A REMNANT OF THE EXPRESSWAY LIVES ON: During the immediate postwar years, the Triborough Bridge and Tunnel Authority (TBTA) attempted to purchase parcels of land for the elevated Mid-Manhattan Expressway. One parcel was purchased for the expressway at the northwest corner of Second Avenue and East 29th Street. After the expressway was canceled, the TBTA extended a permit for the New York City Parks Department to operate the parcel, which measures one-third of an acre, as a playground. The TBTA contributed $25,000 for what became known as the Vincent F. Albano, Jr. Playground, which was designed by renowned architect M. Paul Friedberg.

This 2007 photo shows a model of the proposed Mid-Manhattan Expressway along 30th Street. The model, which was built in 1966 and restored recently, shows the Empire State Building on the right and the proposed Madison Square Garden (which opened in 1968) on the left. (Photos from the Museum of the City of New York exhibit "Robert Moses and the Modern City: Remaking the Metropolis.")

NO "MIRACLE ON 34th STREET:" Although the I-495 designation was officially removed years ago in Manhattan and New Jersey, you can still see "TO I-495" signs (with a directional arrow) along 34th Street in Midtown Manhattan, between the Lincoln and Queens-Midtown Tunnels.

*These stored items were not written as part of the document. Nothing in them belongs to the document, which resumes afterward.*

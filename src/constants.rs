//! Application-wide constants.
//!
//! Numeric tables and astronomical constants live here so the engines, the
//! configuration validator and the tests agree on one set of values.

// # Exposure

/// Standard full-stop apertures, widest first.
pub const STANDARD_APERTURES: [f64; 11] =
    [1.0, 1.4, 2.0, 2.8, 4.0, 5.6, 8.0, 11.0, 16.0, 22.0, 32.0];

/// Standard shutter speeds in seconds, from 1/8000 s to 16 minutes.
pub const STANDARD_SHUTTER_SPEEDS: [f64; 24] = [
    1.0 / 8000.0,
    1.0 / 4000.0,
    1.0 / 2000.0,
    1.0 / 1000.0,
    1.0 / 500.0,
    1.0 / 250.0,
    1.0 / 125.0,
    1.0 / 60.0,
    1.0 / 30.0,
    1.0 / 15.0,
    1.0 / 8.0,
    1.0 / 4.0,
    1.0 / 2.0,
    1.0,
    2.0,
    4.0,
    8.0,
    15.0,
    30.0,
    60.0,
    120.0,
    240.0,
    480.0,
    960.0,
];

/// Number of aperture / shutter suggestions returned per calculation.
pub const CANDIDATE_COUNT: usize = 5;

/// Reciprocity compensation only applies to exposures longer than this.
pub const RECIPROCITY_THRESHOLD_SECONDS: f64 = 1.0;

/// Compensation at or below this is not worth warning about.
pub const RECIPROCITY_WARNING_SECONDS: f64 = 0.5;

/// Compensation above this is reported with high severity.
pub const RECIPROCITY_HIGH_SECONDS: f64 = 2.0;

// # Sun

/// Julian day of the Unix epoch.
pub const JULIAN_DAY_UNIX_EPOCH: f64 = 2_440_587.5;

/// Julian day of the J2000.0 epoch.
pub const JULIAN_DAY_J2000: f64 = 2_451_545.0;

pub const SECONDS_PER_DAY: f64 = 86_400.0;

/// Elevation band treated as the sun touching the horizon (refraction + disc radius).
pub const HORIZON_BAND_DEGREES: f64 = 0.833;

/// Official zenith for sunrise/sunset.
pub const ZENITH_OFFICIAL: f64 = 90.833;

/// Zenith for civil twilight (-6° elevation).
pub const ZENITH_CIVIL: f64 = 96.0;

/// Samples in one daily sun path.
pub const SUN_PATH_SAMPLES: usize = 96;

/// Spacing between sun path samples.
pub const SUN_PATH_INTERVAL_MINUTES: i64 = 15;

/// Half-width of the window around local noon classified as solar noon.
pub const SOLAR_NOON_WINDOW_MINUTES: i64 = 30;

/// Offset of golden hour from sunrise/sunset, in minutes.
pub const GOLDEN_HOUR_OFFSET_MINUTES: i64 = 60;

/// Offset of blue hour and fallback civil twilight from sunrise/sunset, in minutes.
pub const TWILIGHT_OFFSET_MINUTES: i64 = 30;

// # Moon

/// Mean length of a lunation in days.
pub const SYNODIC_MONTH_DAYS: f64 = 29.530588853;

/// Reference new moon: 2000-01-06 18:14 UTC, as Unix seconds.
pub const REFERENCE_NEW_MOON_UNIX: i64 = 947_182_440;

// # Configuration

pub const DEFAULT_BASE_ISO: f64 = 100.0;
pub const DEFAULT_FILM: &str = "HP5 Plus";

/// Push/pull processing beyond this many stops is rejected by validation.
pub const MAXIMUM_PUSH_PULL_STOPS: f64 = 4.0;

pub const CONFIG_FILE_NAME: &str = "filmlog.toml";
pub const CONFIG_DIR_NAME: &str = "filmlog";

// # Exit codes

pub const EXIT_SUCCESS: i32 = 0;
pub const EXIT_FAILURE: i32 = 1;
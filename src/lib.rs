//! # filmlog
//!
//! Exposure and light-planning calculations for film photographers.
//!
//! The library holds all of the logic; the `filmlog` binary only parses
//! arguments and calls into it.
//!
//! ## Architecture
//!
//! - **Exposure**: `exposure` turns a metered EV and a film stock into the
//!   nearest standard aperture/shutter settings, with reciprocity correction
//!   for long exposures
//! - **Sun**: `geo` computes solar position, sunrise/sunset with golden hour,
//!   blue hour and civil twilight, and the sun's path across a day
//! - **Moon**: `moon` names the lunar phase for any instant
//! - **Configuration**: `config` loads `filmlog.toml` with custom film stocks
//! - **Commands**: `args` and `commands` implement the CLI
//! - **Infrastructure**: `logger` for structured output, `time_source` for an
//!   injectable clock

#[macro_use]
pub mod logger;

pub mod args;
pub mod commands;
pub mod config;
pub mod constants;
pub mod exposure;
pub mod geo;
pub mod moon;
pub mod time_source;
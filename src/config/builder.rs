//! Default configuration file generation.

use anyhow::{Context, Result};
use std::fs;
use std::path::Path;

use super::loading::private_path;
use crate::constants::{DEFAULT_BASE_ISO, DEFAULT_FILM, MAXIMUM_PUSH_PULL_STOPS};

/// Write a commented default `filmlog.toml` at `path`.
///
/// Location settings are left commented out; the sun command asks for
/// `--lat`/`--lon` until they are filled in.
pub fn create_default_config(path: &Path) -> Result<()> {
    if let Some(parent) = path.parent() {
        fs::create_dir_all(parent).context("Failed to create config directory")?;
    }

    let content = ConfigBuilder::new()
        .add_section("Exposure")
        .add_setting(
            "base_iso",
            &format!("{DEFAULT_BASE_ISO}"),
            "Meter calibration ISO (>0)",
        )
        .add_setting(
            "default_film",
            &format!("\"{DEFAULT_FILM}\""),
            "Film used when none is named (see 'filmlog films')",
        )
        .add_section("Location")
        .add_commented_setting("latitude", "51.5074", "Latitude in degrees (-90 to 90)")
        .add_commented_setting("longitude", "-0.1278", "Longitude in degrees (-180 to 180)")
        .add_section("Sun times")
        .add_setting(
            "prefer_remote",
            "false",
            "Ask sunrise-sunset.org first, fall back to local calculation",
        )
        .add_section("Custom film stocks")
        .add_commented_setting("[films.\"Fomapan 200\"]", "", "Merged over the built-in catalog")
        .add_commented_setting("iso", "200", "Box speed (>0)")
        .add_commented_setting("reciprocity_constant", "1.0", "c in c * t^p (>=1)")
        .add_commented_setting("reciprocity_exponent", "1.5", "p in c * t^p (>=1)")
        .add_commented_setting(
            "push_pull_stops",
            "0",
            &format!("Development push/pull (-{MAXIMUM_PUSH_PULL_STOPS} to {MAXIMUM_PUSH_PULL_STOPS})"),
        )
        .build();

    fs::write(path, content)
        .with_context(|| format!("Failed to write default config to {}", private_path(path)))?;

    Ok(())
}

/// Builds a TOML file with comments aligned in one column.
pub(crate) struct ConfigBuilder {
    entries: Vec<ConfigEntry>,
}

enum ConfigEntry {
    Section(String),
    Setting { line: String, comment: String },
}

impl ConfigBuilder {
    pub(crate) fn new() -> Self {
        Self {
            entries: Vec::new(),
        }
    }

    pub(crate) fn add_section(mut self, title: &str) -> Self {
        self.entries.push(ConfigEntry::Section(format!("#[{title}]")));
        self
    }

    pub(crate) fn add_setting(mut self, key: &str, value: &str, comment: &str) -> Self {
        self.entries.push(ConfigEntry::Setting {
            line: format!("{key} = {value}"),
            comment: format!("# {comment}"),
        });
        self
    }

    /// A setting written commented out. An empty value writes the key alone.
    pub(crate) fn add_commented_setting(mut self, key: &str, value: &str, comment: &str) -> Self {
        let line = if value.is_empty() {
            format!("#{key}")
        } else {
            format!("#{key} = {value}")
        };
        self.entries.push(ConfigEntry::Setting {
            line,
            comment: format!("# {comment}"),
        });
        self
    }

    pub(crate) fn build(self) -> String {
        let width = self
            .entries
            .iter()
            .filter_map(|entry| match entry {
                ConfigEntry::Setting { line, .. } => Some(line.len()),
                ConfigEntry::Section(_) => None,
            })
            .max()
            .unwrap_or(0)
            + 1;

        let mut lines = Vec::new();
        for (index, entry) in self.entries.into_iter().enumerate() {
            match entry {
                ConfigEntry::Section(title) => {
                    if index > 0 {
                        lines.push(String::new());
                    }
                    lines.push(title);
                }
                ConfigEntry::Setting { line, comment } => {
                    lines.push(format!("{line:width$}{comment}"));
                }
            }
        }

        let mut content = lines.join("\n");
        content.push('\n');
        content
    }
}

In 1998, discussions in the newsgroup misc.transport.road focused on reviving plans for I-495 across Midtown Manhattan. Ralph Herman, frequent contributor to nycroads.com, explained why this may not be a good idea as follows:

If (and it is a very remote "if") the Mid-Manhattan Expressway (I-495) were ever constructed, it would be connected to deficient river crossings with vertical and horizontal roadway clearance problems for interstate trucking. Also, these river crossings currently carry traffic loads above their original design capacity, and therefore could not carry additional traffic. The Queens-Midtown and Lincoln Tunnels, which are maintained by MTA Bridges and Tunnels and by the Port Authority of New York and New Jersey respectively, would need to be upgraded and expanded. Add to this the cost of tunneling expressways through some of the most expensive real estate in the nation, blasting through solid bedrock while not disturbing building foundations, subway and utility lines, and you have a project that would make the Boston Central Artery project appear simple and cheap by comparison.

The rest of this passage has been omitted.